Como resulta de esa exposición, sumamente convincente a mi juicio, y entrando ahora al fondo de la cuestión, es decir, con prescindencia del órgano legislativo que incorpore soluciones “de mediación”, con coerciones a pagar, pedir disculpas, reconciliarse y “ser bueno” con el sujeto que se auto-proclama como “la víctima”, el restablecimiento de las cosas al statu quo ante no tiene nada que ver con un sustituto de la pena pública y encierra los mismos riesgos de coerción que los institutos del arrepentido, pago de la deuda fiscal, juicio abreviado, etc., acaso de gravedad menor, pero sustancialmente errados. Si ello se restringe a ámbitos de muybaja criminalidad, acaso pueda soportarse como algo que no llega a ser una “catástrofe”, y que puede simplificar la labor de muchos a bajo costo.

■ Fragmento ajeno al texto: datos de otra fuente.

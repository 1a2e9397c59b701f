//! Compiled contract artifacts in the Hardhat layout.
//!
//! ```text
//! artifacts/
//! ├── build-info/<hash>.json
//! └── contracts/Lottery.sol/
//!     ├── Lottery.json
//!     └── Lottery.dbg.json
//! ```

use std::path::{Path, PathBuf};

use alloy::{
    dyn_abi::{DynSolValue, JsonAbiExt},
    json_abi::JsonAbi,
    primitives::Bytes,
};
use anyhow::{Context, Result};
use serde::Deserialize;
use serde_json::Value;

const BUILD_INFO_DIR: &str = "build-info";
const DEBUG_SUFFIX: &str = ".dbg.json";

/// A compiled contract.
#[derive(Debug, Clone, Deserialize)]
#[serde(rename_all = "camelCase")]
pub struct Artifact {
    pub contract_name: String,
    /// Source file the contract is declared in, relative to the project root.
    pub source_name: String,
    pub abi: JsonAbi,
    /// Creation code, without constructor arguments.
    pub bytecode: Bytes,
    /// Where the artifact was read from.
    #[serde(skip)]
    pub path: PathBuf,
}

impl Artifact {
    /// The `source:Name` identifier explorers expect.
    pub fn fully_qualified_name(&self) -> String {
        format!("{}:{}", self.source_name, self.contract_name)
    }

    /// Decode ABI-encoded constructor arguments into readable strings.
    ///
    /// Fails when the encoding does not match the artifact's constructor.
    pub fn describe_constructor_args(&self, encoded: &[u8]) -> Result<Vec<String>> {
        let Some(constructor) = self.abi.constructor() else {
            if encoded.is_empty() {
                return Ok(Vec::new());
            }
            anyhow::bail!(
                "{} has no constructor but {} bytes of arguments were given",
                self.contract_name,
                encoded.len()
            );
        };

        let values = constructor.abi_decode_input(encoded).with_context(|| {
            format!(
                "Constructor arguments do not match the {} artifact ABI",
                self.contract_name
            )
        })?;

        Ok(values.iter().map(format_value).collect())
    }
}

/// Compiler input and version of one build.
#[derive(Debug, Clone, Deserialize)]
#[serde(rename_all = "camelCase")]
pub struct BuildInfo {
    pub solc_version: String,
    /// Full version including the commit, e.g. `0.8.17+commit.8df45f5f`.
    pub solc_long_version: String,
    /// The standard JSON input the compiler was invoked with.
    pub input: Value,
}

#[derive(Debug, Deserialize)]
struct DebugFile {
    #[serde(rename = "buildInfo")]
    build_info: PathBuf,
}

/// Read access to the artifacts directory.
#[derive(Debug, Clone)]
pub struct ArtifactStore {
    root: PathBuf,
}

impl ArtifactStore {
    pub fn new(root: impl Into<PathBuf>) -> Self {
        Self { root: root.into() }
    }

    /// Find and parse the artifact of a contract.
    pub fn artifact(&self, name: &str) -> Result<Artifact> {
        let file_name = format!("{name}.json");
        let mut matches = Vec::new();
        find_files(&self.root, &file_name, &mut matches).with_context(|| {
            format!("Failed to read artifacts directory {}", self.root.display())
        })?;

        let path = match matches.as_slice() {
            [] => anyhow::bail!(
                "No artifact found for {} in {}. Compile the contracts first",
                name,
                self.root.display()
            ),
            [path] => path.clone(),
            _ => anyhow::bail!(
                "Multiple artifacts named {}: {}",
                name,
                matches
                    .iter()
                    .map(|p| p.display().to_string())
                    .collect::<Vec<_>>()
                    .join(", ")
            ),
        };

        let content = std::fs::read_to_string(&path)
            .with_context(|| format!("Failed to read {}", path.display()))?;
        let mut artifact: Artifact = serde_json::from_str(&content)
            .with_context(|| format!("Failed to parse artifact {}", path.display()))?;

        if artifact.bytecode.is_empty() {
            anyhow::bail!(
                "{} has no bytecode. Abstract contracts and interfaces cannot be deployed",
                name
            );
        }

        artifact.path = path;
        Ok(artifact)
    }

    /// Load the build that produced an artifact.
    pub fn build_info(&self, artifact: &Artifact) -> Result<BuildInfo> {
        let debug_path = artifact
            .path
            .with_file_name(format!("{}{}", artifact.contract_name, DEBUG_SUFFIX));
        let content = std::fs::read_to_string(&debug_path)
            .with_context(|| format!("Failed to read {}", debug_path.display()))?;
        let debug: DebugFile = serde_json::from_str(&content)
            .with_context(|| format!("Failed to parse {}", debug_path.display()))?;

        let parent = debug_path
            .parent()
            .context("Debug file path must have a parent directory")?;
        let build_info_path = parent.join(&debug.build_info);
        let content = std::fs::read_to_string(&build_info_path)
            .with_context(|| format!("Failed to read build info {}", build_info_path.display()))?;

        serde_json::from_str(&content)
            .with_context(|| format!("Failed to parse build info {}", build_info_path.display()))
    }
}

/// Warn when a build used a compiler that is not part of the project configuration.
pub fn check_compiler(build: &BuildInfo, configured: &[&str]) -> bool {
    let known = configured.contains(&build.solc_version.as_str());
    if !known {
        tracing::warn!(
            solc_version = %build.solc_version,
            configured = ?configured,
            "Artifacts were built with a compiler that is not configured"
        );
    }
    known
}

fn find_files(dir: &Path, file_name: &str, found: &mut Vec<PathBuf>) -> std::io::Result<()> {
    for entry in std::fs::read_dir(dir)? {
        let path = entry?.path();
        if path.is_dir() {
            if path.file_name().is_some_and(|n| n == BUILD_INFO_DIR) {
                continue;
            }
            find_files(&path, file_name, found)?;
        } else if path.file_name().is_some_and(|n| n == file_name) {
            found.push(path);
        }
    }
    Ok(())
}

fn format_value(value: &DynSolValue) -> String {
    match value {
        DynSolValue::Address(address) => address.to_checksum(None),
        DynSolValue::Uint(value, _) => value.to_string(),
        DynSolValue::Int(value, _) => value.to_string(),
        DynSolValue::Bool(value) => value.to_string(),
        DynSolValue::FixedBytes(word, size) => format!("0x{}", hex::encode(&word[..*size])),
        DynSolValue::Bytes(bytes) => format!("0x{}", hex::encode(bytes)),
        DynSolValue::String(value) => value.clone(),
        DynSolValue::Array(values)
        | DynSolValue::FixedArray(values)
        | DynSolValue::Tuple(values) => format!(
            "[{}]",
            values.iter().map(format_value).collect::<Vec<_>>().join(", ")
        ),
        other => format!("{other:?}"),
    }
}

#[cfg(test)]
pub(crate) mod tests {
    use super::*;
    use alloy::{
        primitives::{U256, address},
        sol_types::SolValue,
    };
    use tempdir::TempDir;

    /// Creation code that deploys a contract whose runtime code is a single `STOP`.
    pub(crate) const STOP_CONTRACT_BYTECODE: &str = "0x6001600c60003960016000f300";

    /// Write a Hardhat-style artifact (and its build info) for a contract taking
    /// `(address owner, uint256 value)`.
    pub(crate) fn write_fixture(root: &Path, name: &str) {
        let dir = root.join(format!("contracts/{name}.sol"));
        std::fs::create_dir_all(&dir).unwrap();
        std::fs::create_dir_all(root.join(BUILD_INFO_DIR)).unwrap();

        let artifact = serde_json::json!({
            "_format": "hh-sol-artifact-1",
            "contractName": name,
            "sourceName": format!("contracts/{name}.sol"),
            "abi": [{
                "type": "constructor",
                "stateMutability": "nonpayable",
                "inputs": [
                    {"name": "owner", "type": "address", "internalType": "address"},
                    {"name": "value", "type": "uint256", "internalType": "uint256"}
                ]
            }],
            "bytecode": STOP_CONTRACT_BYTECODE,
            "deployedBytecode": "0x00",
            "linkReferences": {},
            "deployedLinkReferences": {}
        });
        std::fs::write(
            dir.join(format!("{name}.json")),
            serde_json::to_string_pretty(&artifact).unwrap(),
        )
        .unwrap();

        let debug = serde_json::json!({
            "_format": "hh-sol-dbg-1",
            "buildInfo": "../../build-info/0123abcd.json"
        });
        std::fs::write(
            dir.join(format!("{name}{DEBUG_SUFFIX}")),
            serde_json::to_string(&debug).unwrap(),
        )
        .unwrap();

        let build_info = serde_json::json!({
            "_format": "hh-sol-build-info-1",
            "solcVersion": "0.8.17",
            "solcLongVersion": "0.8.17+commit.8df45f5f",
            "input": {
                "language": "Solidity",
                "sources": {
                    format!("contracts/{name}.sol"): {"content": "contract X {}"}
                },
                "settings": {"optimizer": {"enabled": false, "runs": 200}}
            },
            "output": {}
        });
        std::fs::write(
            root.join(BUILD_INFO_DIR).join("0123abcd.json"),
            serde_json::to_string(&build_info).unwrap(),
        )
        .unwrap();
    }

    #[test]
    fn test_artifact_lookup() {
        let temp_dir = TempDir::new("lottery-artifacts").unwrap();
        write_fixture(temp_dir.path(), "Fixture");

        let store = ArtifactStore::new(temp_dir.path());
        let artifact = store.artifact("Fixture").unwrap();

        assert_eq!(artifact.contract_name, "Fixture");
        assert_eq!(artifact.fully_qualified_name(), "contracts/Fixture.sol:Fixture");
        assert_eq!(artifact.bytecode.len(), 13);
        assert!(artifact.abi.constructor().is_some());
    }

    #[test]
    fn test_missing_artifact() {
        let temp_dir = TempDir::new("lottery-artifacts").unwrap();
        write_fixture(temp_dir.path(), "Fixture");

        let store = ArtifactStore::new(temp_dir.path());
        let err = store.artifact("Lottery").unwrap_err().to_string();
        assert!(err.contains("No artifact found for Lottery"));
    }

    #[test]
    fn test_duplicate_artifacts_are_rejected() {
        let temp_dir = TempDir::new("lottery-artifacts").unwrap();
        write_fixture(temp_dir.path(), "Fixture");
        let other = temp_dir.path().join("contracts/test");
        std::fs::create_dir_all(&other).unwrap();
        write_fixture(&other, "Fixture");

        let store = ArtifactStore::new(temp_dir.path());
        let err = store.artifact("Fixture").unwrap_err().to_string();
        assert!(err.contains("Multiple artifacts named Fixture"));
    }

    #[test]
    fn test_build_info() {
        let temp_dir = TempDir::new("lottery-artifacts").unwrap();
        write_fixture(temp_dir.path(), "Fixture");

        let store = ArtifactStore::new(temp_dir.path());
        let artifact = store.artifact("Fixture").unwrap();
        let build = store.build_info(&artifact).unwrap();

        assert_eq!(build.solc_long_version, "0.8.17+commit.8df45f5f");
        assert!(build.input["sources"]["contracts/Fixture.sol"].is_object());
        assert!(check_compiler(&build, &["0.8.4", "0.8.17"]));
        assert!(!check_compiler(&build, &["0.8.4"]));
    }

    #[test]
    fn test_describe_constructor_args() {
        let temp_dir = TempDir::new("lottery-artifacts").unwrap();
        write_fixture(temp_dir.path(), "Fixture");
        let artifact = ArtifactStore::new(temp_dir.path()).artifact("Fixture").unwrap();

        let owner = address!("0x3718c360aa8ea1aa6706a960875bb405aeabee57");
        let encoded = (owner, U256::from(500_000u64)).abi_encode_params();

        let args = artifact.describe_constructor_args(&encoded).unwrap();
        assert_eq!(
            args,
            vec![
                "0x3718c360Aa8EA1Aa6706a960875BB405AEAbEE57".to_string(),
                "500000".to_string()
            ]
        );

        assert!(artifact.describe_constructor_args(&encoded[..32]).is_err());
    }
}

Pero seguirá rigiendo que esto tiene una cuota de “conveniencia” sólo presuponiendo que el autor sea culpable; el inocente que es obligado a tratar con abogados y psicólogos de institutos públicos que lo instan a reconciliarse con quien lo quiere querellar, ha de vivir esto como pura humillación.-

VII.- Para ir cerrando mi exposición y tomando una posición definida sobre la pregunta inicial, señalo que reglas de esta naturaleza están tan en la base del sistema social, atañen tanto a la identidad de una sociedad, que es manifiesto que forman parte del derecho de fondo, del derecho común, que no pueden introducirse en forma divergente mediante reglas locales, aun cuando muchos otros códigos de procedimientos, no sólo el de la Ciudad de Buenos Aires, contienen reglas que vulneran la legalidad y oficiosidad de la acción penal regulada en el Código Penal y la proscripción de la transacción de la acción penal prevista en el Código Civil. Que en Alemania se haya introducido los acuerdos sobre la pena en el Código Procesal Penal no demuestra nada, porque ambos códigos, el penal material y el procesal, son competencia del mismo órgano legislativo, y con el mismo alcance territorial de toda la República Federal.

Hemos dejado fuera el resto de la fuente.